▶ _WHAT THIS TASK INVOLVES_
Please reproduce each line of the data below as it stands.
= = = = = = =
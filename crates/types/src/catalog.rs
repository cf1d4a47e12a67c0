use std::{error::Error, fmt, str::FromStr};

use serde::{Deserialize, Serialize};

/// Stable identifier shared by every catalog record and campaign.
#[derive(Clone, Copy, Debug, Hash, Eq, PartialEq, Ord, PartialOrd, Serialize, Deserialize)]
#[serde(transparent)]
pub struct RecordId(pub u64);

impl fmt::Display for RecordId {
    fn fmt(&self, f: &mut fmt::Formatter<'_>) -> fmt::Result {
        write!(f, "{}", self.0)
    }
}

impl From<u64> for RecordId {
    fn from(value: u64) -> Self {
        Self(value)
    }
}

/// Delivery channel a campaign is sent through.
///
/// Providers and subscription groups are scoped to exactly one channel, which
/// is what the cascading fields filter on.
#[derive(Clone, Copy, Debug, Hash, Eq, PartialEq, Serialize, Deserialize)]
#[serde(rename_all = "lowercase")]
pub enum Channel {
    Email,
    Sms,
    Push,
    Webhook,
}

impl Channel {
    pub const ALL: [Channel; 4] = [Channel::Email, Channel::Sms, Channel::Push, Channel::Webhook];

    pub fn as_str(&self) -> &'static str {
        match self {
            Self::Email => "email",
            Self::Sms => "sms",
            Self::Push => "push",
            Self::Webhook => "webhook",
        }
    }

    /// Human-readable label for selection menus.
    pub fn label(&self) -> &'static str {
        match self {
            Self::Email => "Email",
            Self::Sms => "SMS",
            Self::Push => "Push",
            Self::Webhook => "Webhook",
        }
    }
}

impl fmt::Display for Channel {
    fn fmt(&self, f: &mut fmt::Formatter<'_>) -> fmt::Result {
        f.write_str(self.as_str())
    }
}

impl FromStr for Channel {
    type Err = ParseChannelError;

    fn from_str(value: &str) -> Result<Self, Self::Err> {
        match value.trim().to_ascii_lowercase().as_str() {
            "email" => Ok(Self::Email),
            "sms" => Ok(Self::Sms),
            "push" => Ok(Self::Push),
            "webhook" => Ok(Self::Webhook),
            _ => Err(ParseChannelError(value.to_string())),
        }
    }
}

#[derive(Debug, Clone, PartialEq, Eq)]
pub struct ParseChannelError(String);

impl fmt::Display for ParseChannelError {
    fn fmt(&self, f: &mut fmt::Formatter<'_>) -> fmt::Result {
        write!(f, "unknown channel '{}'", self.0)
    }
}

impl Error for ParseChannelError {}

/// Messaging provider account (for example, a configured SMTP or SMS gateway).
#[derive(Debug, Clone, PartialEq, Eq, Serialize, Deserialize)]
pub struct Provider {
    pub id: RecordId,
    pub name: String,
    /// Channel group the provider delivers for.
    pub group: Channel,
}

/// Subscription group recipients opt in or out of.
#[derive(Debug, Clone, PartialEq, Eq, Serialize, Deserialize)]
pub struct SubscriptionGroup {
    pub id: RecordId,
    pub name: String,
    pub channel: Channel,
}

/// Audience list used for targeting or exclusion.
#[derive(Debug, Clone, PartialEq, Eq, Serialize, Deserialize)]
pub struct AudienceList {
    pub id: RecordId,
    pub name: String,
    /// Member count reported by the backing service, when known.
    #[serde(default)]
    pub size: Option<u64>,
}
= = = = = = =
▶ _ANSWER TO THIS EXERCISE_
filename crates/types/src/catalog.rs
repository cf1d4a47e12a67c0
use std::{error::Error, fmt, str::FromStr};

use serde::{Deserialize, Serialize};

/// Stable identifier shared by every catalog record and campaign.
#[derive(Clone, Copy, Debug, Hash, Eq, PartialEq, Ord, PartialOrd, Serialize, Deserialize)]
#[serde(transparent)]
pub struct RecordId(pub u64);

impl fmt::Display for RecordId {
    fn fmt(&self, f: &mut fmt::Formatter<'_>) -> fmt::Result {
        write!(f, "{}", self.0)
    }
}

impl From<u64> for RecordId {
    fn from(value: u64) -> Self {
        Self(value)
    }
}

/// Delivery channel a campaign is sent through.
///
/// Providers and subscription groups are scoped to exactly one channel, which
/// is what the cascading fields filter on.
#[derive(Clone, Copy, Debug, Hash, Eq, PartialEq, Serialize, Deserialize)]
#[serde(rename_all = "lowercase")]
pub enum Channel {
    Email,
    Sms,
    Push,
    Webhook,
}

impl Channel {
    pub const ALL: [Channel; 4] = [Channel::Email, Channel::Sms, Channel::Push, Channel::Webhook];

    pub fn as_str(&self) -> &'static str {
        match self {
            Self::Email => "email",
            Self::Sms => "sms",
            Self::Push => "push",
            Self::Webhook => "webhook",
        }
    }

    /// Human-readable label for selection menus.
    pub fn label(&self) -> &'static str {
        match self {
            Self::Email => "Email",
            Self::Sms => "SMS",
            Self::Push => "Push",
            Self::Webhook => "Webhook",
        }
    }
}

impl fmt::Display for Channel {
    fn fmt(&self, f: &mut fmt::Formatter<'_>) -> fmt::Result {
        f.write_str(self.as_str())
    }
}

impl FromStr for Channel {
    type Err = ParseChannelError;

    fn from_str(value: &str) -> Result<Self, Self::Err> {
        match value.trim().to_ascii_lowercase().as_str() {
            "email" => Ok(Self::Email),
            "sms" => Ok(Self::Sms),
            "push" => Ok(Self::Push),
            "webhook" => Ok(Self::Webhook),
            _ => Err(ParseChannelError(value.to_string())),
        }
    }
}

#[derive(Debug, Clone, PartialEq, Eq)]
pub struct ParseChannelError(String);

impl fmt::Display for ParseChannelError {
    fn fmt(&self, f: &mut fmt::Formatter<'_>) -> fmt::Result {
        write!(f, "unknown channel '{}'", self.0)
    }
}

impl Error for ParseChannelError {}

/// Messaging provider account (for example, a configured SMTP or SMS gateway).
#[derive(Debug, Clone, PartialEq, Eq, Serialize, Deserialize)]
pub struct Provider {
    pub id: RecordId,
    pub name: String,
    /// Channel group the provider delivers for.
    pub group: Channel,
}

/// Subscription group recipients opt in or out of.
#[derive(Debug, Clone, PartialEq, Eq, Serialize, Deserialize)]
pub struct SubscriptionGroup {
    pub id: RecordId,
    pub name: String,
    pub channel: Channel,
}

/// Audience list used for targeting or exclusion.
#[derive(Debug, Clone, PartialEq, Eq, Serialize, Deserialize)]
pub struct AudienceList {
    pub id: RecordId,
    pub name: String,
    /// Member count reported by the backing service, when known.
    #[serde(default)]
    pub size: Option<u64>,
}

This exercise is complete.